Turning now to the fortunate relationship between Sleumer and the Seattle Rhododendron Society, Mrs. Doleshy found that the University of Washington library had a German language copy of his then-not-translated new classification system. Delighted with this, we wrote him and learned he would soon leave on his 1961-62 New Guinea expedition, emphasizing rhododendrons. Our SRS Species Study Group decided to provide some financial support for this, and we soon started receiving numerous seeds and cuttings. These amazed the federal plant quarantine people in Seattle, who called us whenever they came in and then even hand-delivered them the same day to downtown offices. Our propagating techniques were very experimental, but we learned, and I'm sure these particular seeds and cuttings were the source of many plants now alive and growing. Reflecting his own enthusiasm, Sleumer even pressed flowers with a fairly cool iron to mail us while the colors were still vivid. Commonly, the huge-flowered R. leucogigas is considered his prize find, but I'd nominate his new collection of R. phaeochitum , found as an epiphyte, rooted among the branches of a newly felled tree. This has a conspicuous brown indumentum (of scales, not hairs); it produces its good-sized shell-pink tubular flowers for months at a time, and it layers itself wherever it can.
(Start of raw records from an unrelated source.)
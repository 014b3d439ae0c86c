use actix_web::{
    http::StatusCode,
    test::{call_service, read_body_json, TestRequest},
};
use qr_payment_engine::traits::ProviderError;
use serde_json::{json, Value};

use super::{
    helpers::{prepare_test_db, test_service},
    mocks::StubProvider,
};

fn init_body(request_id: &str, amount: &str) -> Value {
    json!({
        "request_id": request_id,
        "amount": amount,
        "currency": "JPY",
        "tender": "PAYPAY",
        "terminal_id": 1
    })
}

#[actix_web::test]
async fn health_check() {
    let db = prepare_test_db().await;
    let service = test_service!(db, StubProvider::new());
    let req = TestRequest::get().uri("/health").to_request();
    let res = call_service(&service, req).await;
    assert_eq!(res.status(), StatusCode::OK);
}

#[actix_web::test]
async fn init_payment_returns_a_pending_record_with_a_reference() {
    let db = prepare_test_db().await;
    let service = test_service!(db, StubProvider::new());
    let req = TestRequest::post().uri("/payments/init").set_json(init_body("e-init", "100.00")).to_request();
    let res = call_service(&service, req).await;
    assert_eq!(res.status(), StatusCode::CREATED);
    let body: Value = read_body_json(res).await;
    assert_eq!(body["request_id"], "e-init");
    assert_eq!(body["status"], "PENDING");
    assert_eq!(body["provider_reference"], "https://qr.example.com/e-init");
    assert_eq!(body["amount"], "100.00");
}

#[actix_web::test]
async fn duplicate_request_id_is_a_conflict() {
    let db = prepare_test_db().await;
    let service = test_service!(db, StubProvider::new());
    let req = TestRequest::post().uri("/payments/init").set_json(init_body("e-dup", "100.00")).to_request();
    assert_eq!(call_service(&service, req).await.status(), StatusCode::CREATED);
    let req = TestRequest::post().uri("/payments/init").set_json(init_body("e-dup", "100.00")).to_request();
    let res = call_service(&service, req).await;
    assert_eq!(res.status(), StatusCode::CONFLICT);
    let body: Value = read_body_json(res).await;
    assert!(body["error"].as_str().unwrap().contains("already exists"));
}

#[actix_web::test]
async fn provider_rejection_is_a_bad_request() {
    let db = prepare_test_db().await;
    let provider = StubProvider::new();
    provider.fail_next_create(ProviderError::Rejected("amount below minimum".into()));
    let service = test_service!(db, provider);
    let req = TestRequest::post().uri("/payments/init").set_json(init_body("e-reject", "0.00")).to_request();
    let res = call_service(&service, req).await;
    assert_eq!(res.status(), StatusCode::BAD_REQUEST);
}

#[actix_web::test]
async fn provider_outage_is_a_bad_gateway() {
    let db = prepare_test_db().await;
    let provider = StubProvider::new();
    provider.fail_next_create(ProviderError::Unavailable("connection refused".into()));
    let service = test_service!(db, provider);
    let req = TestRequest::post().uri("/payments/init").set_json(init_body("e-outage", "100.00")).to_request();
    let res = call_service(&service, req).await;
    assert_eq!(res.status(), StatusCode::BAD_GATEWAY);
}

#[actix_web::test]
async fn unknown_payment_is_not_found() {
    let db = prepare_test_db().await;
    let service = test_service!(db, StubProvider::new());
    let req = TestRequest::get().uri("/payments/e-ghost").to_request();
    let res = call_service(&service, req).await;
    assert_eq!(res.status(), StatusCode::NOT_FOUND);
}

#[actix_web::test]
async fn a_dead_store_is_service_unavailable() {
    let db = prepare_test_db().await;
    db.pool().close().await;
    let service = test_service!(db, StubProvider::new());
    let req = TestRequest::get().uri("/payments/e-any").to_request();
    let res = call_service(&service, req).await;
    assert_eq!(res.status(), StatusCode::SERVICE_UNAVAILABLE);
    let body: Value = read_body_json(res).await;
    assert!(body["error"].as_str().unwrap().contains("store is unavailable"));
}

#[actix_web::test]
async fn cancel_is_terminal_and_hides_the_reference() {
    let db = prepare_test_db().await;
    let service = test_service!(db, StubProvider::new());
    let req = TestRequest::post().uri("/payments/init").set_json(init_body("e-cancel", "100.00")).to_request();
    assert_eq!(call_service(&service, req).await.status(), StatusCode::CREATED);

    let req = TestRequest::post().uri("/payments/e-cancel/cancel").to_request();
    let res = call_service(&service, req).await;
    assert_eq!(res.status(), StatusCode::OK);
    let body: Value = read_body_json(res).await;
    assert_eq!(body["status"], "CANCELLED");
    // A dead QR reference is withheld from clients.
    assert!(body.get("provider_reference").is_none());

    let req = TestRequest::post().uri("/payments/e-cancel/cancel").to_request();
    let res = call_service(&service, req).await;
    assert_eq!(res.status(), StatusCode::CONFLICT);
}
Sleumer's work on rhododendrons and other plants has appeared in the continuing series of periodically issued publications titled Flora Malesiana , but a subscription to the whole series is costly, perhaps best left to the libraries. For rhododendrons only, the essential handbook is Sleumer's 1966 excerpt from Flora Malesiana , called An Account of Rhododendron in Malesia . Also he published supplements in the Dutch periodical Blumea between 1961 and 1973. All these are in English, but to help find your way, consult the reference people at a big university's library.
Beyond his academic and field career, perhaps a little bit said about Sleumer as a friend will help bring him into focus. When he visited Seattle in 1976, with an excellent program about tropical rhododendrons, he relaxed as our house guest and enjoyed trading tall tales about fun in the tropics. Then when we visited the Sleumers in 1985, we'd been badly delayed in producing a paper on Japanese rhododendrons, since some people had tried to transfer an azalea's name to a non-azalea. However, Sleumer got this straightened out with both the persons involved and the International Committee for Botanical Nomenclature, and we sailed ahead. Even more important, he handed us the original 1829 type specimen of the plant then called R. metternichii and urged us to look at, feel, and turn over this little piece of dried plant until we could accurately interpret and discuss it.